Roumanie : suites de la révocation de l’ancienne Procureure L. Kövesi

En 2006, la magistrate Laura Codruța Kövesi était nommée à la tête de la Direction nationale anti-corruption (DNA) du Parquet général à Bucarest. Il s'agit de la première femme ayant occupé le poste de Procureur général en Roumanie. Elle a progressivement acquis la réputation d'une magistrate à la fois discrète et investie dans ses missions de lutte contre la corruption.

En février 2018, le ministre de la justice Tudorel Toader avait cependant ouvert contre elle une procédure de révocation pour violation de la Constitution, sur fond de tensions entre le gouvernement et la présidence. Le Président Klaus Iohannis avait refusé cette révocation, considérant que les arguments du ministre étaient insuffisants, mais le Conseil constitutionnel l'a in fine contraint à la limoger, le 9 juillet 2018. À aucun moment de l'affaire, la magistrate révoquée n'avait été citée à comparaître.
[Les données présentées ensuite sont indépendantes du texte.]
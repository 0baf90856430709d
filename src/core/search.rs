// Copyright (c) 2025 Fabstir
// SPDX-License-Identifier: BUSL-1.1

//! Exact vector search
//!
//! Candidates are the visible entities of the readable partitions that
//! pass the filter. Each is scored against every query vector, optionally
//! range-restricted, ranked best first with a primary-key tie-break, then
//! cut to `limit` hits or `limit` groups.

use crate::core::collection::{Collection, StoredEntity};
use crate::core::config::{DbConfig, TieBreak};
use crate::core::distance::{compare_scores, score, within_range};
use crate::core::error::{DbError, DbResult};
use crate::core::filter::Filter;
use crate::core::index::MetricType;
use crate::core::query::{parse_options, OutputFields};
use crate::core::request::{SearchCursor, SearchRequest};
use crate::core::schema::FieldSchema;
use crate::core::types::{Hit, PrimaryKey};
use std::cmp::Ordering;
use std::collections::HashSet;

/// Ordering of two scored candidates, best first.
pub fn rank(
    metric: MetricType,
    tie_break: TieBreak,
    a: (f32, &PrimaryKey),
    b: (f32, &PrimaryKey),
) -> Ordering {
    compare_scores(metric, a.0, b.0).then_with(|| match tie_break {
        TieBreak::AscendingPrimaryKey => a.1.cmp(b.1),
        TieBreak::DescendingPrimaryKey => b.1.cmp(a.1),
    })
}

fn vector_field<'a>(collection: &'a Collection, request: &SearchRequest) -> DbResult<&'a FieldSchema> {
    let schema = &collection.schema;
    match &request.anns_field {
        Some(name) => {
            let field = schema.field(name).ok_or_else(|| {
                DbError::UnknownField(format!("anns field '{}' does not exist", name))
            })?;
            if !field.data_type.is_vector() {
                return Err(DbError::Validation(format!(
                    "anns field '{}' is not a vector field",
                    name
                )));
            }
            Ok(field)
        }
        None => {
            let mut vectors = schema.vector_fields();
            match (vectors.next(), vectors.next()) {
                (Some(field), None) => Ok(field),
                (Some(_), Some(_)) => Err(DbError::Validation(format!(
                    "collection '{}' has several vector fields; anns_field is required",
                    collection.name
                ))),
                (None, _) => Err(DbError::Schema(format!(
                    "collection '{}' has no vector field",
                    collection.name
                ))),
            }
        }
    }
}

fn check_range(metric: MetricType, radius: Option<f32>, range_filter: Option<f32>) -> DbResult<()> {
    match (radius, range_filter) {
        (None, Some(_)) => Err(DbError::Validation(
            "range_filter requires radius".to_string(),
        )),
        (Some(radius), Some(bound)) => {
            let ordered = if metric.higher_is_better() {
                bound > radius
            } else {
                bound < radius
            };
            if ordered {
                Ok(())
            } else {
                Err(DbError::Validation(format!(
                    "range_filter {} and radius {} are inverted for metric {:?}",
                    bound, radius, metric
                )))
            }
        }
        _ => Ok(()),
    }
}

pub fn search(
    collection: &Collection,
    request: &SearchRequest,
    config: &DbConfig,
) -> DbResult<Vec<Vec<Hit>>> {
    if request.limit == 0 || request.limit > config.max_top_k {
        return Err(DbError::Validation(format!(
            "limit {} is outside 1..={}",
            request.limit, config.max_top_k
        )));
    }
    if request.data.is_empty() {
        return Err(DbError::Validation("search needs at least one query vector".to_string()));
    }

    let schema = &collection.schema;
    let field = vector_field(collection, request)?;
    let index = collection.index_for_field(&field.name).ok_or_else(|| {
        DbError::MissingIndex(format!("vector field '{}' has no index", field.name))
    })?;
    let metric = index.metric_type.unwrap_or(MetricType::L2);
    if let Some(requested) = request.search_params.metric_type {
        if requested != metric {
            return Err(DbError::IncompatibleMetric(format!(
                "search metric {:?} does not match index metric {:?} on '{}'",
                requested, metric, field.name
            )));
        }
    }
    for vector in &request.data {
        schema.check_query_vector(field, vector)?;
    }
    let radius = request.search_params.radius;
    let range_filter = request.search_params.range_filter;
    check_range(metric, radius, range_filter)?;

    if let Some(group) = &request.group_by_field {
        match schema.field(group) {
            Some(f) if f.data_type.is_vector() => {
                return Err(DbError::Validation(format!(
                    "cannot group by vector field '{}'",
                    group
                )))
            }
            None if !schema.enable_dynamic_field => {
                return Err(DbError::UnknownField(format!(
                    "group-by field '{}' does not exist",
                    group
                )))
            }
            _ => {}
        }
    }

    let partitions = collection.readable_partitions(&request.partition_names)?;
    let filter = Filter::compile(&request.filter, schema, parse_options(config))?;
    let output = OutputFields::resolve(schema, &request.output_fields)?;
    if output.is_count() {
        return Err(DbError::Validation("count(*) is only valid for query".to_string()));
    }

    let candidates: Vec<(&StoredEntity, &[f32])> = collection
        .store
        .visible()
        .filter(|stored| partitions.contains(&stored.partition))
        .filter(|stored| filter.matches(&stored.entity))
        .filter_map(|stored| stored.entity.vector(&field.name).map(|v| (stored, v)))
        .collect();

    let results: Vec<Vec<Hit>> = request
        .data
        .iter()
        .map(|query| {
            let mut scored: Vec<(f32, &StoredEntity)> = candidates
                .iter()
                .map(|(stored, v)| (score(metric, query, v), *stored))
                .filter(|(s, _)| radius.map_or(true, |r| within_range(metric, *s, r, range_filter)))
                .filter(|(s, stored)| {
                    after_cursor(metric, config.tie_break, request.after.as_ref(), *s, &stored.entity.pk)
                })
                .collect();
            scored.sort_by(|a, b| rank(metric, config.tie_break, (a.0, &a.1.entity.pk), (b.0, &b.1.entity.pk)));

            let kept = match &request.group_by_field {
                Some(group) => best_per_group(scored, group, request.limit),
                None => {
                    scored.truncate(request.limit);
                    scored
                }
            };

            kept.into_iter()
                .map(|(distance, stored)| Hit {
                    id: stored.entity.pk.clone(),
                    distance,
                    entity: output.project(schema, &stored.entity),
                })
                .collect::<Vec<Hit>>()
        })
        .collect();

    Ok(results)
}

fn after_cursor(
    metric: MetricType,
    tie_break: TieBreak,
    cursor: Option<&SearchCursor>,
    distance: f32,
    pk: &PrimaryKey,
) -> bool {
    cursor.map_or(true, |c| {
        rank(metric, tie_break, (distance, pk), (c.distance, &c.id)) == Ordering::Greater
    })
}

/// Keep the first (best) hit of each distinct group value, up to `limit`
/// groups. Entities without the field form a single `null` group.
fn best_per_group<'a>(
    ranked: Vec<(f32, &'a StoredEntity)>,
    group: &str,
    limit: usize,
) -> Vec<(f32, &'a StoredEntity)> {
    let mut seen = HashSet::new();
    let mut kept = Vec::new();
    for (distance, stored) in ranked {
        let key = stored
            .entity
            .value(group)
            .map(|v| v.to_string())
            .unwrap_or_else(|| "null".to_string());
        if seen.insert(key) {
            kept.push((distance, stored));
            if kept.len() == limit {
                break;
            }
        }
    }
    kept
}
Elle n'avait donc pas eu la possibilité de se défendre. Dans ces conditions, elle a estimé que son droit à exercer un recours avait été violé.

Les 8 et 9 janvier 2019, L. C. Kövesi a déclaré à la presse nationale qu'elle avait déposé une plainte auprès de la Cour européenne des droits de l'homme (CEDH)en décembre 2018. Elle aurait effectué cette démarche non pour obtenir une compensation, mais pour protéger l'ensemble des procureurs accédant à des postes de responsabilité et afin d'éviter que ne se reproduise une telle révocation, qui « met à genou » les magistrats et la justice, et crée un précédent. Ayant été soumise à une procédure de révocation par le Conseil constitutionnel, elle fait notamment valoir que la loi de fonctionnement de la juridiction suprême n’accorde à cette dernière aucune compétence sur le renvoi ou la sanction des procureurs nommés à des postes de direction.
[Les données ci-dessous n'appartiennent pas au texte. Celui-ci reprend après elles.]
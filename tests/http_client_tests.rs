// Copyright (c) 2025 Fabstir
// SPDX-License-Identifier: BUSL-1.1

mod common;

use common::{index, product_row, product_schema};
use std::sync::Arc;
use std::time::Duration;
use vector_client::api::rest::{create_app, ApiConfig};
use vector_client::client::{HttpBackend, RetryConfig};
use vector_client::core::index::MetricType;
use vector_client::core::request::{CreateCollectionRequest, QueryRequest, SearchRequest};
use vector_client::core::schema::CollectionOptions;
use vector_client::core::types::PrimaryKey;
use vector_client::storage::StorageBackend;
use vector_client::{ClientConfig, DbConfig, DbError, VectorClient};

fn fast_retry(max_attempts: usize) -> RetryConfig {
    RetryConfig {
        max_attempts,
        initial_delay: Duration::from_millis(1),
        max_delay: Duration::from_millis(5),
        exponential_base: 2.0,
    }
}

fn backend(url: &str) -> HttpBackend {
    HttpBackend::new(&ClientConfig::new(url)).unwrap().with_retry(fast_retry(3))
}

#[cfg(test)]
mod mock_server_tests {
    use super::*;

    #[tokio::test]
    async fn test_envelope_data_is_decoded() {
        let mut server = mockito::Server::new_async().await;
        let _m = server
            .mock("POST", "/v2/vectordb/collections/list")
            .with_status(200)
            .with_header("content-type", "application/json")
            .with_body(r#"{"code":0,"data":["alpha","beta"]}"#)
            .create_async()
            .await;

        let names = backend(&server.url()).list_collections().await.unwrap();
        assert_eq!(names, vec!["alpha", "beta"]);
    }

    #[tokio::test]
    async fn test_envelope_error_is_decoded() {
        let mut server = mockito::Server::new_async().await;
        let _m = server
            .mock("POST", "/v2/vectordb/collections/describe")
            .with_status(404)
            .with_body(
                r#"{"code":1103,"message":"Unknown collection: collection 'ghost' does not exist",
                    "error":{"kind":"unknown_collection","detail":"collection 'ghost' does not exist"}}"#,
            )
            .create_async()
            .await;

        let err = backend(&server.url())
            .describe_collection("ghost")
            .await
            .unwrap_err();
        assert_eq!(
            err,
            DbError::UnknownCollection("collection 'ghost' does not exist".to_string())
        );
    }

    #[tokio::test]
    async fn test_server_errors_are_retried_then_unavailable() {
        let mut server = mockito::Server::new_async().await;
        let m = server
            .mock("POST", "/v2/vectordb/collections/has")
            .with_status(503)
            .with_body("overloaded")
            .expect(3)
            .create_async()
            .await;

        let err = backend(&server.url()).has_collection("any").await.unwrap_err();
        assert!(matches!(err, DbError::Unavailable(_)));
        m.assert_async().await;
    }

    #[tokio::test]
    async fn test_client_errors_are_not_retried() {
        let mut server = mockito::Server::new_async().await;
        let m = server
            .mock("POST", "/v2/vectordb/collections/has")
            .with_status(413)
            .with_body("too large")
            .expect(1)
            .create_async()
            .await;

        let err = backend(&server.url()).has_collection("any").await.unwrap_err();
        assert!(matches!(err, DbError::Validation(_)));
        m.assert_async().await;
    }

    #[tokio::test]
    async fn test_bearer_token_is_sent() {
        let mut server = mockito::Server::new_async().await;
        let m = server
            .mock("POST", "/v2/vectordb/users/list")
            .match_header("authorization", "Bearer alice:pw")
            .with_status(200)
            .with_body(r#"{"code":0,"data":["alice","root"]}"#)
            .create_async()
            .await;

        let config = ClientConfig::new(&server.url()).with_credentials("alice", "pw");
        let users = HttpBackend::new(&config).unwrap().list_users().await.unwrap();
        assert_eq!(users, vec!["alice", "root"]);
        m.assert_async().await;
    }

    #[tokio::test]
    async fn test_garbage_success_body_is_internal() {
        let mut server = mockito::Server::new_async().await;
        let _m = server
            .mock("POST", "/v2/vectordb/collections/list")
            .with_status(200)
            .with_body("<html>proxy</html>")
            .create_async()
            .await;

        let err = backend(&server.url()).list_collections().await.unwrap_err();
        assert!(matches!(err, DbError::Internal(_)));
    }

    #[tokio::test]
    async fn test_unreachable_server_is_unavailable() {
        let err = backend("http://127.0.0.1:9").list_collections().await.unwrap_err();
        assert!(matches!(err, DbError::Unavailable(_)));
    }
}

#[cfg(test)]
mod live_server_tests {
    use super::*;

    async fn serve(config: ApiConfig) -> String {
        let app = create_app(config).await.unwrap();
        let listener = tokio::net::TcpListener::bind("127.0.0.1:0").await.unwrap();
        let addr = listener.local_addr().unwrap();
        tokio::spawn(async move {
            axum::serve(listener, app).await.unwrap();
        });
        format!("http://{}", addr)
    }

    #[tokio::test]
    async fn test_client_against_rest_server() {
        let url = serve(ApiConfig {
            db: DbConfig::immediate(),
            ..ApiConfig::default()
        })
        .await;
        let client = VectorClient::connect(ClientConfig::new(&url)).await.unwrap();

        let handle = client
            .create_collection(CreateCollectionRequest {
                collection_name: "remote".to_string(),
                schema: product_schema(),
                index_params: Some(index(MetricType::L2)),
                options: CollectionOptions::default(),
            })
            .await
            .unwrap();
        handle.insert((0..30).map(product_row).collect()).await.unwrap();

        let hits = handle
            .search(SearchRequest::new("", vec![vec![4.0, 0.0, 0.0, 1.0]], 1).output_fields(&["color"]))
            .await
            .unwrap();
        assert_eq!(hits[0][0].id, PrimaryKey::Int(4));
        assert_eq!(hits[0][0].entity["color"], "red");

        let mut iter = handle
            .query_iterator(QueryRequest::new("", r#"color == "blue""#))
            .unwrap();
        let mut seen = 0;
        loop {
            let batch = iter.next(3).await.unwrap();
            if batch.is_empty() {
                break;
            }
            seen += batch.len();
        }
        assert_eq!(seen, 7);

        handle.drop().await.unwrap();
        assert!(!client.has_collection("remote").await.unwrap());
    }

    #[tokio::test]
    async fn test_connect_checks_credentials() {
        let url = serve(ApiConfig {
            db: DbConfig {
                authorization_enabled: true,
                ..DbConfig::immediate()
            },
            ..ApiConfig::default()
        })
        .await;

        let denied = VectorClient::connect(ClientConfig::new(&url).with_credentials("root", "nope")).await;
        assert!(matches!(denied, Err(DbError::PermissionDenied(_))));

        let client = VectorClient::connect(ClientConfig::new(&url).with_credentials("root", "Milvus"))
            .await
            .unwrap();
        client.create_user("remote_user", "pw_123").await.unwrap();
        let backend: Arc<dyn StorageBackend> = client.backend();
        assert!(backend
            .list_users()
            .await
            .unwrap()
            .contains(&"remote_user".to_string()));
    }
}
La procureure conserve le soutien d'une partie de l'opinion publique, notamment de ceux qui craignent le développement de la corruption en Roumanie. Pour rappel, fin mai 2018, une pétition demandant son maintien en fonction avait recueilli 110 000 signatures.

La CEDH est donc appelée à se positionner sur cet épineux dossier qui arrive sur son bureau alors que la Roumanie se trouve sous le feu des projecteurs, puisqu'elle vient d'hériter de la présidence du Conseil de l’Union européenne pour six mois (janvier-juin 2019).

Sources : Antena 3, Digi 24, StiriPROTV.